A biblioteca e suas visitas – Maria Isabel Gomes de Matos
- Maria Isabel Gomes de Matos
- 8 de ago. de 2024
- 3 min de leitura
Atualizado: 13 de abr.
Quantas pessoas circulavam pela biblioteca! Não se tratava de visita combinada. Nem a campainha, que ficava na entrada do alpendre, precisavam tocar, pois, geralmente, quando meu pai estava na biblioteca, deixava a porta da rua aberta. Tempos seguros de portas abertas...
Passavam vizinhos e parentes, para um cumprimento ou um “dedo de prosa”, como se dizia; apareciam alunos e professores, para dirimir dúvidas ou solicitar o empréstimo de algum livro; surgiam amigos, para conversar sobre literatura, trocar filosóficas impressões sobre a vida, sobre política ou mesmo para se aconselhar com o sábio mestre.
Circulavam por ali também pessoas destacadas da sociedade, empresários, fazendeiros, comerciantes, políticos: ora era o prefeito, um vereador, um deputado estadual ou federal, um senador. Nesses casos, além do breve encontro de amizade, vinham em busca do apoio do jornalista e escritor para alguma causa importante de Uberaba. Havendo afinidade de ideais, a partir da visita, emergiriam da pena de Santino discursos ou artigos para publicação em jornais ou revistas.
A biblioteca, naquela casa aconchegante da Bernardo Guimarães, configurou-se, portanto, por largo tempo, como um local de "romaria" intelectual e afetiva.
Nem as eventuais lições de português ali na Biblioteca nem aqueles textos e artigos redigidos posteriormente eram realizados com contrapartida financeira. Ao contrário: surgiam pela amizade ou pela afinidade com a causa defendida. A prova disso são as incontáveis cartas enviadas depois a meu pai, com prestimosos agradecimentos por essas colaborações.
Este meu depoimento é possível não apenas pelos originais que tenho arquivados, relativos a esses acontecimentos narrados, mas também porque minha lembrança dos que frequentavam a biblioteca da Bernardo Guimarães se estendeu desde minha tenra infância até minha juventude, quando meu pai partiu para outro plano. Gostaria de citar muitos deles, que foram amigos de meu pai por toda uma vida, entretanto não poderia nomeá-los sem solicitar autorização deles próprios ou de seus descendentes para tanto, o que tornaria a tarefa impraticável.
Não obstante, vou citar um amigo da família – cujas cartas posteriores dirigidas a mim e a minha mãe assim me autorizam. Durante minha infância, ele muito me impressionava, naquele tempo talvez por sua figura austera e elegante ou por sua voz eloquente: Monsenhor Juvenal Arduini.

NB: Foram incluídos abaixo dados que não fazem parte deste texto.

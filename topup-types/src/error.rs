//! Error types for the top-up service.

use crate::domain::{TransactionDomain, TransactionId, TransactionStatus};

/// Input validation failures raised by value object construction.
///
/// One variant per failure cause so callers can tell them apart; the
/// messages are the Spanish business texts shown to end users.
#[derive(Debug, Clone, PartialEq, Eq, thiserror::Error)]
pub enum ValidationError {
    #[error("El número de teléfono no puede estar vacío")]
    PhoneEmpty,

    #[error("El número de teléfono debe tener exactamente 10 dígitos")]
    PhoneLength,

    #[error("El número de teléfono debe empezar con 3")]
    PhonePrefix,

    #[error("El número de teléfono debe contener solo dígitos")]
    PhoneNotNumeric,

    #[error("El valor no es un número válido: {0}")]
    AmountNotNumeric(String),

    #[error("El valor debe ser mayor o igual a {minimum}")]
    AmountBelowMinimum { minimum: String },

    #[error("El valor debe ser menor o igual a {maximum}")]
    AmountAboveMaximum { maximum: String },

    #[error("El valor debe ser positivo")]
    AmountNotPositive,

    #[error("El ID del proveedor es requerido")]
    SupplierRequired,

    #[error("Proveedor desconocido: {id}. Los IDs válidos son: {valid}")]
    UnknownSupplier { id: String, valid: String },

    #[error("ID de usuario inválido: {0}")]
    InvalidUserId(i64),

    #[error("Parámetros de paginación inválidos: página {page}, tamaño {size}")]
    InvalidPage { page: u32, size: u32 },

    #[error("El token de autenticación no puede estar vacío")]
    EmptyToken,
}

/// Domain-level errors (business rule violations on the aggregate).
#[derive(Debug, thiserror::Error)]
pub enum DomainError {
    #[error(transparent)]
    Validation(#[from] ValidationError),

    #[error("Cannot {action} a transaction that is not pending (status: {status})")]
    IllegalState {
        action: &'static str,
        status: TransactionStatus,
    },
}

/// Repository-level errors (data access failures).
#[derive(Debug, thiserror::Error)]
pub enum RepoError {
    #[error(transparent)]
    Domain(#[from] DomainError),

    #[error("Database error: {0}")]
    Database(String),

    #[error("Entity not found")]
    NotFound,

    #[error("Conflict: {0}")]
    Conflict(String),
}

/// Failures reported by the external top-up provider.
///
/// The orchestration treats every variant the same way: the transaction
/// is finalized as FAILED with the error text.
#[derive(Debug, Clone, thiserror::Error)]
pub enum ProviderError {
    #[error("Error de autenticación: {0}")]
    Authentication(String),

    #[error("Error del servicio externo: {0}")]
    Transport(String),

    #[error("Recarga rechazada: {0}")]
    Declined(String),

    #[error("Respuesta inválida del proveedor: {0}")]
    InvalidResponse(String),

    #[error("Tiempo de espera agotado tras {0} segundos")]
    Timeout(u64),
}

/// Errors returned by the top-up orchestration service.
#[derive(Debug, thiserror::Error)]
pub enum TopUpError {
    #[error(transparent)]
    Validation(#[from] ValidationError),

    #[error(transparent)]
    Domain(#[from] DomainError),

    #[error(transparent)]
    Repository(#[from] RepoError),

    /// The provider call failed; the FAILED record has already been persisted.
    #[error("Error procesando la recarga: {message}")]
    ExecutionFailed {
        transaction: Box<TransactionDomain>,
        message: String,
    },

    /// The outcome is known but could not be written; the row is still PENDING.
    #[error("No se pudo registrar el resultado de la transacción {transaction_id}: {source}")]
    FinalizeFailed {
        transaction_id: TransactionId,
        external_transaction_id: Option<String>,
        #[source]
        source: RepoError,
    },

    #[error("Transacción no encontrada: {0}")]
    NotFound(TransactionId),

    #[error("No tienes acceso a esta transacción")]
    Forbidden,

    #[error("Transacción no disponible")]
    Inactive,
}

impl TopUpError {
    /// Returns the persisted transaction id, when the failure left a record behind.
    pub fn transaction_id(&self) -> Option<TransactionId> {
        match self {
            TopUpError::ExecutionFailed { transaction, .. } => transaction.id(),
            TopUpError::FinalizeFailed { transaction_id, .. } => Some(*transaction_id),
            _ => None,
        }
    }
}

/// Application-level errors (for HTTP responses).
///
/// Maps cleanly to HTTP status codes.
#[derive(Debug, thiserror::Error)]
pub enum AppError {
    #[error("Bad request: {0}")]
    BadRequest(String),

    #[error("Unauthorized: {0}")]
    Unauthorized(String),

    #[error("Forbidden: {0}")]
    Forbidden(String),

    #[error("Not found: {0}")]
    NotFound(String),

    #[error("Bad gateway: {message}")]
    BadGateway {
        message: String,
        transaction_id: Option<TransactionId>,
    },

    /// The provider call finished but its outcome was not stored; the row
    /// stays PENDING until reconciled.
    #[error("Unrecorded outcome: {message}")]
    Unrecorded {
        message: String,
        transaction_id: TransactionId,
    },

    #[error("Internal error: {0}")]
    Internal(String),
}

impl From<RepoError> for AppError {
    fn from(err: RepoError) -> Self {
        match err {
            RepoError::Domain(DomainError::Validation(e)) => AppError::BadRequest(e.to_string()),
            RepoError::Domain(e) => AppError::Internal(e.to_string()),
            RepoError::NotFound => AppError::NotFound("Resource not found".into()),
            RepoError::Database(e) => AppError::Internal(e),
            RepoError::Conflict(e) => AppError::BadRequest(e),
        }
    }
}

impl From<TopUpError> for AppError {
    fn from(err: TopUpError) -> Self {
        let transaction_id = err.transaction_id();
        match err {
            TopUpError::Validation(e) => AppError::BadRequest(e.to_string()),
            TopUpError::Domain(DomainError::Validation(e)) => AppError::BadRequest(e.to_string()),
            TopUpError::Domain(e) => AppError::Internal(e.to_string()),
            TopUpError::Repository(e) => e.into(),
            e @ TopUpError::ExecutionFailed { .. } => AppError::BadGateway {
                message: e.to_string(),
                transaction_id,
            },
            e @ TopUpError::FinalizeFailed { transaction_id, .. } => AppError::Unrecorded {
                message: e.to_string(),
                transaction_id,
            },
            e @ TopUpError::NotFound(_) => AppError::NotFound(e.to_string()),
            e @ TopUpError::Forbidden => AppError::Forbidden(e.to_string()),
            e @ TopUpError::Inactive => AppError::NotFound(e.to_string()),
        }
    }
}

#[cfg(test)]
mod tests {
    use super::*;

    #[test]
    fn test_validation_maps_to_bad_request() {
        let err: AppError = TopUpError::Validation(ValidationError::PhoneLength).into();
        assert!(matches!(err, AppError::BadRequest(msg) if msg.contains("10 dígitos")));
    }

    #[test]
    fn test_inactive_maps_to_not_found() {
        let err: AppError = TopUpError::Inactive.into();
        assert!(matches!(err, AppError::NotFound(_)));
    }

    #[test]
    fn test_finalize_failure_keeps_transaction_id() {
        let err: AppError = TopUpError::FinalizeFailed {
            transaction_id: TransactionId::new(7),
            external_transaction_id: Some("EXT-7".into()),
            source: RepoError::Database("connection reset".into()),
        }
        .into();

        assert!(matches!(
            err,
            AppError::Unrecorded { transaction_id, ref message }
                if transaction_id == TransactionId::new(7) && message.contains("connection reset")
        ));
    }

    #[test]
    fn test_repo_not_found_maps_to_not_found() {
        let err: AppError = RepoError::NotFound.into();
        assert!(matches!(err, AppError::NotFound(_)));
    }
}
//! HTTP Server configuration and startup.

use std::sync::Arc;

use axum::{
    Router,
    routing::{get, post},
};
use tower_http::trace::TraceLayer;

use topup_types::{TopUpProvider, TransactionRepository};

use super::handlers::{self, AppState};
use crate::TopUpService;

/// HTTP Server for the Top-Up API.
pub struct HttpServer<R: TransactionRepository, P: TopUpProvider> {
    state: Arc<AppState<R, P>>,
}

impl<R: TransactionRepository, P: TopUpProvider> HttpServer<R, P> {
    /// Creates a new HTTP server with the given service.
    pub fn new(service: TopUpService<R, P>) -> Self {
        Self {
            state: Arc::new(AppState { service }),
        }
    }

    /// Builds the Axum router with all routes.
    pub fn router(&self) -> Router {
        // Build HTTP metrics layer (uses globally set MeterProvider)
        let metrics = axum_otel_metrics::HttpMetricsLayerBuilder::new().build();

        Router::new()
            .route("/health", get(handlers::health))
            .route("/api/topups", post(handlers::create_top_up::<R, P>))
            .route("/api/transactions", get(handlers::list_transactions::<R, P>))
            .route(
                "/api/transactions/{id}",
                get(handlers::get_transaction::<R, P>)
                    .delete(handlers::delete_transaction::<R, P>),
            )
            .route(
                "/api/transactions/{id}/reactivate",
                post(handlers::reactivate_transaction::<R, P>),
            )
            .route(
                "/api/transactions/phone/{phone}",
                get(handlers::transactions_by_phone::<R, P>),
            )
            .route("/api/suppliers", get(handlers::list_suppliers::<R, P>))
            .layer(metrics)
            .layer(TraceLayer::new_for_http())
            .with_state(self.state.clone())
    }

    /// Runs the server on the given address with graceful shutdown.
    pub async fn run(self, addr: &str) -> anyhow::Result<()> {
        let listener = tokio::net::TcpListener::bind(addr).await?;
        tracing::info!("Server listening on {}", listener.local_addr()?);

        axum::serve(listener, self.router())
            .with_graceful_shutdown(shutdown_signal())
            .await?;

        Ok(())
    }
}

async fn shutdown_signal() {
    let ctrl_c = async {
        if let Err(e) = tokio::signal::ctrl_c().await {
            tracing::error!("failed to install Ctrl+C handler: {}", e);
            std::future::pending::<()>().await;
        }
    };

    #[cfg(unix)]
    let terminate = async {
        match tokio::signal::unix::signal(tokio::signal::unix::SignalKind::terminate()) {
            Ok(mut signal) => {
                signal.recv().await;
            }
            Err(e) => {
                tracing::error!("failed to install SIGTERM handler: {}", e);
                std::future::pending::<()>().await;
            }
        }
    };

    #[cfg(not(unix))]
    let terminate = std::future::pending::<()>();

    tokio::select! {
        _ = ctrl_c => {},
        _ = terminate => {},
    }

    tracing::info!("Shutdown signal received, starting graceful shutdown...");
}
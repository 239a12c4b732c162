//! Top-up amount value object.

use rust_decimal::{Decimal, RoundingStrategy};
use rust_decimal_macros::dec;
use serde::{Deserialize, Serialize};
use std::fmt;

use crate::error::ValidationError;

const MIN_AMOUNT: Decimal = dec!(1000);
const MAX_AMOUNT: Decimal = dec!(100000);
const SCALE: u32 = 2;

/// A validated top-up amount in Colombian pesos.
///
/// The raw value is rounded to two decimals (half away from zero) before the
/// range check, so `999.995` is accepted as `1000.00`.
#[derive(Debug, Clone, Copy, PartialEq, Eq, Hash, PartialOrd, Ord, Serialize, Deserialize)]
#[serde(try_from = "Decimal", into = "Decimal")]
pub struct Amount(Decimal);

impl Amount {
    pub fn of(raw: Decimal) -> Result<Self, ValidationError> {
        let mut value = raw.round_dp_with_strategy(SCALE, RoundingStrategy::MidpointAwayFromZero);
        value.rescale(SCALE);

        if value <= Decimal::ZERO {
            return Err(ValidationError::AmountNotPositive);
        }
        if value < MIN_AMOUNT {
            return Err(ValidationError::AmountBelowMinimum {
                minimum: format_currency(MIN_AMOUNT),
            });
        }
        if value > MAX_AMOUNT {
            return Err(ValidationError::AmountAboveMaximum {
                maximum: format_currency(MAX_AMOUNT),
            });
        }

        Ok(Self(value))
    }

    /// Parses a decimal string such as `"5000"` or `"5000.50"`.
    pub fn parse(raw: &str) -> Result<Self, ValidationError> {
        let trimmed = raw.trim();
        let value: Decimal = trimmed
            .parse()
            .map_err(|_| ValidationError::AmountNotNumeric(trimmed.to_string()))?;
        Self::of(value)
    }

    /// Builds an amount from a value expressed in cents.
    pub fn from_cents(cents: i64) -> Result<Self, ValidationError> {
        Self::of(Decimal::new(cents, SCALE))
    }

    pub fn minimum() -> Self {
        let mut value = MIN_AMOUNT;
        value.rescale(SCALE);
        Self(value)
    }

    pub fn maximum() -> Self {
        let mut value = MAX_AMOUNT;
        value.rescale(SCALE);
        Self(value)
    }

    pub fn value(&self) -> Decimal {
        self.0
    }

    pub fn is_valid_for_top_up(&self) -> bool {
        self.0 >= MIN_AMOUNT && self.0 <= MAX_AMOUNT
    }

    pub fn is_maximum_amount(&self) -> bool {
        self.0 == MAX_AMOUNT
    }

    /// Formats as Colombian pesos, e.g. `$ 5.000,00`.
    pub fn to_currency_string(&self) -> String {
        format_currency(self.0)
    }
}

fn format_currency(amount: Decimal) -> String {
    let mut scaled = amount.round_dp_with_strategy(SCALE, RoundingStrategy::MidpointAwayFromZero);
    scaled.rescale(SCALE);
    let mantissa = scaled.mantissa().unsigned_abs();
    let units = (mantissa / 100).to_string();
    let cents = mantissa % 100;

    let mut grouped = String::with_capacity(units.len() + units.len() / 3);
    for (i, digit) in units.chars().enumerate() {
        if i > 0 && (units.len() - i) % 3 == 0 {
            grouped.push('.');
        }
        grouped.push(digit);
    }

    let sign = if scaled.is_sign_negative() { "-" } else { "" };
    format!("{sign}$ {grouped},{cents:02}")
}

impl fmt::Display for Amount {
    fn fmt(&self, f: &mut fmt::Formatter<'_>) -> fmt::Result {
        f.write_str(&self.to_currency_string())
    }
}

impl TryFrom<Decimal> for Amount {
    type Error = ValidationError;

    fn try_from(value: Decimal) -> Result<Self, Self::Error> {
        Self::of(value)
    }
}

impl From<Amount> for Decimal {
    fn from(amount: Amount) -> Self {
        amount.0
    }
}

#[cfg(test)]
mod tests {
    use super::*;

    #[test]
    fn test_amount_bounds_inclusive() {
        assert_eq!(Amount::of(dec!(1000)).unwrap().value(), dec!(1000.00));
        assert_eq!(Amount::of(dec!(100000)).unwrap().value(), dec!(100000.00));
    }

    #[test]
    fn test_amount_below_minimum() {
        let result = Amount::of(dec!(500));
        assert!(matches!(result, Err(ValidationError::AmountBelowMinimum { .. })));
    }

    #[test]
    fn test_amount_above_maximum() {
        let result = Amount::of(dec!(100000.01));
        assert!(matches!(result, Err(ValidationError::AmountAboveMaximum { .. })));
    }

    #[test]
    fn test_amount_not_positive() {
        assert_eq!(Amount::of(dec!(0)), Err(ValidationError::AmountNotPositive));
        assert_eq!(Amount::of(dec!(-5000)), Err(ValidationError::AmountNotPositive));
    }

    #[test]
    fn test_rounding_happens_before_range_check() {
        assert_eq!(Amount::of(dec!(999.995)).unwrap().value(), dec!(1000.00));
        assert!(Amount::of(dec!(999.994)).is_err());
        assert!(Amount::of(dec!(100000.004)).is_ok());
        assert!(Amount::of(dec!(100000.005)).is_err());
    }

    #[test]
    fn test_parse() {
        assert_eq!(Amount::parse(" 5000.5 ").unwrap().value(), dec!(5000.50));
        assert!(matches!(
            Amount::parse("cinco mil"),
            Err(ValidationError::AmountNotNumeric(_))
        ));
    }

    #[test]
    fn test_from_cents() {
        assert_eq!(Amount::from_cents(500_000).unwrap().value(), dec!(5000.00));
        assert!(Amount::from_cents(50_000).is_err());
    }

    #[test]
    fn test_currency_format() {
        assert_eq!(Amount::of(dec!(5000)).unwrap().to_currency_string(), "$ 5.000,00");
        assert_eq!(Amount::maximum().to_currency_string(), "$ 100.000,00");
        assert_eq!(Amount::of(dec!(1234.5)).unwrap().to_string(), "$ 1.234,50");
    }

    #[test]
    fn test_maximum_predicates() {
        assert!(Amount::maximum().is_maximum_amount());
        assert!(!Amount::minimum().is_maximum_amount());
        assert!(Amount::minimum().is_valid_for_top_up());
    }

    #[test]
    fn test_below_minimum_message_mentions_limit() {
        let err = Amount::of(dec!(10)).unwrap_err();
        assert_eq!(err.to_string(), "El valor debe ser mayor o igual a $ 1.000,00");
    }
}
//! Configuration loading from environment.

use std::env;
use std::time::Duration;

use anyhow::Context;

const DEFAULT_PORT: u16 = 3000;
const DEFAULT_GATEWAY_TIMEOUT_SECS: u64 = 30;

/// Application configuration.
pub struct Config {
    pub port: u16,
    pub database_url: String,
    pub gateway: GatewaySettings,
}

/// Payment gateway connection settings.
pub struct GatewaySettings {
    pub base_url: String,
    pub api_key: String,
    pub username: String,
    pub password: String,
    pub timeout: Duration,
}

impl Config {
    /// Loads configuration from environment variables.
    pub fn from_env() -> anyhow::Result<Self> {
        Self::from_lookup(|key| env::var(key).ok())
    }

    fn from_lookup(lookup: impl Fn(&str) -> Option<String>) -> anyhow::Result<Self> {
        let required = |key: &str| {
            lookup(key)
                .filter(|v| !v.trim().is_empty())
                .with_context(|| format!("{} environment variable is required", key))
        };

        let port = match lookup("PORT") {
            Some(raw) => raw.parse().context("PORT must be a valid port number")?,
            None => DEFAULT_PORT,
        };

        let timeout_secs = match lookup("GATEWAY_TIMEOUT_SECS") {
            Some(raw) => raw
                .parse()
                .context("GATEWAY_TIMEOUT_SECS must be a whole number of seconds")?,
            None => DEFAULT_GATEWAY_TIMEOUT_SECS,
        };

        Ok(Self {
            port,
            database_url: required("DATABASE_URL")?,
            gateway: GatewaySettings {
                base_url: required("GATEWAY_BASE_URL")?,
                api_key: required("GATEWAY_API_KEY")?,
                username: required("GATEWAY_USERNAME")?,
                password: required("GATEWAY_PASSWORD")?,
                timeout: Duration::from_secs(timeout_secs),
            },
        })
    }
}

#[cfg(test)]
mod tests {
    use std::collections::HashMap;

    use super::*;

    fn lookup(pairs: &[(&str, &str)]) -> impl Fn(&str) -> Option<String> {
        let map: HashMap<String, String> = pairs
            .iter()
            .map(|(k, v)| (k.to_string(), v.to_string()))
            .collect();
        move |key| map.get(key).cloned()
    }

    const FULL: &[(&str, &str)] = &[
        ("DATABASE_URL", "sqlite::memory:"),
        ("GATEWAY_BASE_URL", "https://gateway.example"),
        ("GATEWAY_API_KEY", "key"),
        ("GATEWAY_USERNAME", "user"),
        ("GATEWAY_PASSWORD", "pass"),
    ];

    #[test]
    fn test_defaults() {
        let config = Config::from_lookup(lookup(FULL)).unwrap();
        assert_eq!(config.port, 3000);
        assert_eq!(config.gateway.timeout, Duration::from_secs(30));
        assert_eq!(config.gateway.base_url, "https://gateway.example");
    }

    #[test]
    fn test_overrides() {
        let mut pairs = FULL.to_vec();
        pairs.push(("PORT", "8080"));
        pairs.push(("GATEWAY_TIMEOUT_SECS", "5"));

        let config = Config::from_lookup(lookup(&pairs)).unwrap();
        assert_eq!(config.port, 8080);
        assert_eq!(config.gateway.timeout, Duration::from_secs(5));
    }

    #[test]
    fn test_missing_required_value() {
        let pairs: Vec<_> = FULL
            .iter()
            .copied()
            .filter(|(k, _)| *k != "GATEWAY_API_KEY")
            .collect();

        let err = Config::from_lookup(lookup(&pairs)).err().unwrap();
        assert!(err.to_string().contains("GATEWAY_API_KEY"));
    }

    #[test]
    fn test_invalid_port() {
        let mut pairs = FULL.to_vec();
        pairs.push(("PORT", "not-a-port"));

        assert!(Config::from_lookup(lookup(&pairs)).is_err());
    }
}
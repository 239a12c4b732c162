//! Port traits (interfaces for adapters).
//!
//! These are the contracts that adapters must implement.
//! The application layer depends on these traits, not concrete implementations.

mod catalog;
mod provider;
mod repository;

pub use catalog::{StaticSupplierCatalog, SupplierCatalog};
pub use provider::{AuthToken, TopUpProvider, TopUpReceipt};
pub use repository::TransactionRepository;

A fraterna amizade entre meu pai e Monsenhor Juvenal Arduini, sem dúvida, tem veios de eternidade. O último texto escrito por meu pai, então hospitalizado, foi um lindo soneto de agradecimento ao amigo que, durante sua longa enfermidade (30 dias no Hospital São Domingos), todos os dias o visitava, para breves horas de suas preciosas conversas.
Ao longo dos anos, tive o privilégio de conhecer melhor Monsenhor Juvenal, e muito teria a dizer dessa figura espetacular. Mas o que neste momento vem à minha reflexão é uma característica peculiar daquelas duas almas: os dois amigos possuíam afinidades literárias, de cultura e mesmo de fé, mas tinham também pontos de vista bastante discrepantes sobre certos assuntos, em especial sobre os rumos para o progresso do Brasil. Contudo, isso nunca foi motivo a dificultar a amizade. Pelo contrário! O respeito mútuo pelas ideias divergentes, a troca de argumentos de forma calma e ponderada, sem intenção de convencimento, jamais interferiram na sua convivência. Juntos, nem pareciam ser os gigantes de oratória que eram. Trocavam ideias, meditavam sobre os aspectos conflitantes explanados e saíam da conversa ainda mais amigos. Um exemplo para os dias de hoje, quando opiniões díspares têm destruído amizades e até núcleos familiares.
Quem vinha à biblioteca da Bernardo Guimarães, sempre voltava. O que os fazia querer sempre ali voltar? Talvez aquela indescritível leveza do ambiente, aquela fraterna energia de aconchego, a acolher almas e corações. Pura magia da boa e elevada convivência humana.